Exercise directions: What you return must match the records word for word.

[Records from a dataset]
○ ○ ○ ○
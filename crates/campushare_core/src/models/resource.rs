use super::validate;
use crate::error::{CoreError, CoreResult};
use crate::types::{CourseId, ResourceId, ResourceKind, ResourceStatus, Timestamp, UserId};
use serde::{Deserialize, Serialize};

/// A shared study resource. The file itself lives at `url`.
#[derive(Debug, Clone, PartialEq, Serialize, sqlx::FromRow)]
pub struct Resource {
    /// Resource id.
    pub id: ResourceId,
    /// Course the resource belongs to.
    pub course_id: CourseId,
    /// User who shared it.
    pub uploader_id: UserId,
    /// Title.
    pub title: String,
    /// Description.
    pub description: String,
    /// Kind of content.
    pub kind: ResourceKind,
    /// Where the file can be fetched.
    pub url: String,
    /// Size of the file in bytes, 0 if unknown.
    pub file_size: i64,
    /// Moderation state.
    pub status: ResourceStatus,
    /// Times viewed.
    pub view_count: i64,
    /// Times downloaded.
    pub download_count: i64,
    /// Times favorited.
    pub favorite_count: i64,
    /// Number of comments.
    pub comment_count: i64,
    /// Mean rating, rounded to two decimals.
    pub rating_avg: f64,
    /// Number of ratings.
    pub rating_count: i64,
    /// Creation time.
    pub created_at: Timestamp,
    /// Last modification time.
    pub updated_at: Timestamp,
}

impl Resource {
    /// Returns true once a reviewer approved it.
    pub fn is_approved(&self) -> bool {
        self.status == ResourceStatus::Approved
    }
}

/// Input for sharing a resource.
#[derive(Debug, Clone, Deserialize)]
pub struct NewResource {
    /// Course to share it in.
    pub course_id: CourseId,
    /// Title.
    pub title: String,
    /// Description.
    #[serde(default)]
    pub description: String,
    /// Kind of content.
    #[serde(default)]
    pub kind: ResourceKind,
    /// Where the file can be fetched.
    pub url: String,
    /// File size in bytes.
    #[serde(default)]
    pub file_size: i64,
}

impl NewResource {
    /// Trims the text fields.
    pub fn normalized(mut self) -> Self {
        self.title = self.title.trim().to_string();
        self.url = self.url.trim().to_string();
        self
    }

    /// Validates all fields.
    pub fn validate(&self) -> CoreResult<()> {
        validate::length("title", &self.title, 1, 128)?;
        validate::length("description", &self.description, 0, 2000)?;
        validate::url("url", &self.url)?;
        if self.file_size < 0 {
            return Err(CoreError::validation("file_size", "must not be negative"));
        }
        Ok(())
    }
}

/// Resource changes. Absent fields stay as they are.
#[derive(Debug, Clone, Default, Deserialize)]
pub struct UpdateResource {
    /// New title.
    #[serde(default)]
    pub title: Option<String>,
    /// New description.
    #[serde(default)]
    pub description: Option<String>,
    /// New kind.
    #[serde(default)]
    pub kind: Option<ResourceKind>,
    /// New URL.
    #[serde(default)]
    pub url: Option<String>,
    /// New file size.
    #[serde(default)]
    pub file_size: Option<i64>,
}

impl UpdateResource {
    /// Applies the changes to `resource`, validating the result.
    pub fn apply_to(self, resource: &mut Resource) -> CoreResult<()> {
        let merged = NewResource {
            course_id: resource.course_id,
            title: self.title.unwrap_or_else(|| resource.title.clone()),
            description: self
                .description
                .unwrap_or_else(|| resource.description.clone()),
            kind: self.kind.unwrap_or(resource.kind),
            url: self.url.unwrap_or_else(|| resource.url.clone()),
            file_size: self.file_size.unwrap_or(resource.file_size),
        }
        .normalized();
        merged.validate()?;

        resource.title = merged.title;
        resource.description = merged.description;
        resource.kind = merged.kind;
        resource.url = merged.url;
        resource.file_size = merged.file_size;
        Ok(())
    }
}

/// Ordering of resource listings.
#[derive(Debug, Clone, Copy, PartialEq, Eq, Default, Deserialize)]
#[serde(rename_all = "snake_case")]
pub enum ResourceSort {
    /// Newest first.
    #[default]
    Latest,
    /// Best rated first.
    Rating,
    /// Most favorited, then most viewed.
    Popular,
    /// Most downloaded first.
    Downloads,
}

impl ResourceSort {
    pub(crate) fn order_by(&self) -> &'static str {
        match self {
            ResourceSort::Latest => "r.created_at DESC, r.id DESC",
            ResourceSort::Rating => "r.rating_avg DESC, r.rating_count DESC, r.id DESC",
            ResourceSort::Popular => "r.favorite_count DESC, r.view_count DESC, r.id DESC",
            ResourceSort::Downloads => "r.download_count DESC, r.id DESC",
        }
    }
}

/// Filter for listing resources.
#[derive(Debug, Clone, Default, Deserialize)]
pub struct ResourceFilter {
    /// Only this course.
    #[serde(default)]
    pub course_id: Option<CourseId>,
    /// Only resources shared by this user.
    #[serde(default)]
    pub uploader_id: Option<UserId>,
    /// Only this kind.
    #[serde(default)]
    pub kind: Option<ResourceKind>,
    /// Only this moderation state. Ignored for viewers who can't see it.
    #[serde(default)]
    pub status: Option<ResourceStatus>,
    /// Substring of title or description.
    #[serde(default)]
    pub keyword: Option<String>,
    /// Ordering.
    #[serde(default)]
    pub sort: ResourceSort,
}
○ ○ ○ ○
Problem solution:
filename crates/campushare_core/src/models/resource.rs
use super::validate;
use crate::error::{CoreError, CoreResult};
use crate::types::{CourseId, ResourceId, ResourceKind, ResourceStatus, Timestamp, UserId};
use serde::{Deserialize, Serialize};

/// A shared study resource. The file itself lives at `url`.
#[derive(Debug, Clone, PartialEq, Serialize, sqlx::FromRow)]
pub struct Resource {
    /// Resource id.
    pub id: ResourceId,
    /// Course the resource belongs to.
    pub course_id: CourseId,
    /// User who shared it.
    pub uploader_id: UserId,
    /// Title.
    pub title: String,
    /// Description.
    pub description: String,
    /// Kind of content.
    pub kind: ResourceKind,
    /// Where the file can be fetched.
    pub url: String,
    /// Size of the file in bytes, 0 if unknown.
    pub file_size: i64,
    /// Moderation state.
    pub status: ResourceStatus,
    /// Times viewed.
    pub view_count: i64,
    /// Times downloaded.
    pub download_count: i64,
    /// Times favorited.
    pub favorite_count: i64,
    /// Number of comments.
    pub comment_count: i64,
    /// Mean rating, rounded to two decimals.
    pub rating_avg: f64,
    /// Number of ratings.
    pub rating_count: i64,
    /// Creation time.
    pub created_at: Timestamp,
    /// Last modification time.
    pub updated_at: Timestamp,
}

impl Resource {
    /// Returns true once a reviewer approved it.
    pub fn is_approved(&self) -> bool {
        self.status == ResourceStatus::Approved
    }
}

/// Input for sharing a resource.
#[derive(Debug, Clone, Deserialize)]
pub struct NewResource {
    /// Course to share it in.
    pub course_id: CourseId,
    /// Title.
    pub title: String,
    /// Description.
    #[serde(default)]
    pub description: String,
    /// Kind of content.
    #[serde(default)]
    pub kind: ResourceKind,
    /// Where the file can be fetched.
    pub url: String,
    /// File size in bytes.
    #[serde(default)]
    pub file_size: i64,
}

impl NewResource {
    /// Trims the text fields.
    pub fn normalized(mut self) -> Self {
        self.title = self.title.trim().to_string();
        self.url = self.url.trim().to_string();
        self
    }

    /// Validates all fields.
    pub fn validate(&self) -> CoreResult<()> {
        validate::length("title", &self.title, 1, 128)?;
        validate::length("description", &self.description, 0, 2000)?;
        validate::url("url", &self.url)?;
        if self.file_size < 0 {
            return Err(CoreError::validation("file_size", "must not be negative"));
        }
        Ok(())
    }
}

/// Resource changes. Absent fields stay as they are.
#[derive(Debug, Clone, Default, Deserialize)]
pub struct UpdateResource {
    /// New title.
    #[serde(default)]
    pub title: Option<String>,
    /// New description.
    #[serde(default)]
    pub description: Option<String>,
    /// New kind.
    #[serde(default)]
    pub kind: Option<ResourceKind>,
    /// New URL.
    #[serde(default)]
    pub url: Option<String>,
    /// New file size.
    #[serde(default)]
    pub file_size: Option<i64>,
}

impl UpdateResource {
    /// Applies the changes to `resource`, validating the result.
    pub fn apply_to(self, resource: &mut Resource) -> CoreResult<()> {
        let merged = NewResource {
            course_id: resource.course_id,
            title: self.title.unwrap_or_else(|| resource.title.clone()),
            description: self
                .description
                .unwrap_or_else(|| resource.description.clone()),
            kind: self.kind.unwrap_or(resource.kind),
            url: self.url.unwrap_or_else(|| resource.url.clone()),
            file_size: self.file_size.unwrap_or(resource.file_size),
        }
        .normalized();
        merged.validate()?;

        resource.title = merged.title;
        resource.description = merged.description;
        resource.kind = merged.kind;
        resource.url = merged.url;
        resource.file_size = merged.file_size;
        Ok(())
    }
}

/// Ordering of resource listings.
#[derive(Debug, Clone, Copy, PartialEq, Eq, Default, Deserialize)]
#[serde(rename_all = "snake_case")]
pub enum ResourceSort {
    /// Newest first.
    #[default]
    Latest,
    /// Best rated first.
    Rating,
    /// Most favorited, then most viewed.
    Popular,
    /// Most downloaded first.
    Downloads,
}

impl ResourceSort {
    pub(crate) fn order_by(&self) -> &'static str {
        match self {
            ResourceSort::Latest => "r.created_at DESC, r.id DESC",
            ResourceSort::Rating => "r.rating_avg DESC, r.rating_count DESC, r.id DESC",
            ResourceSort::Popular => "r.favorite_count DESC, r.view_count DESC, r.id DESC",
            ResourceSort::Downloads => "r.download_count DESC, r.id DESC",
        }
    }
}

/// Filter for listing resources.
#[derive(Debug, Clone, Default, Deserialize)]
pub struct ResourceFilter {
    /// Only this course.
    #[serde(default)]
    pub course_id: Option<CourseId>,
    /// Only resources shared by this user.
    #[serde(default)]
    pub uploader_id: Option<UserId>,
    /// Only this kind.
    #[serde(default)]
    pub kind: Option<ResourceKind>,
    /// Only this moderation state. Ignored for viewers who can't see it.
    #[serde(default)]
    pub status: Option<ResourceStatus>,
    /// Substring of title or description.
    #[serde(default)]
    pub keyword: Option<String>,
    /// Ordering.
    #[serde(default)]
    pub sort: ResourceSort,
}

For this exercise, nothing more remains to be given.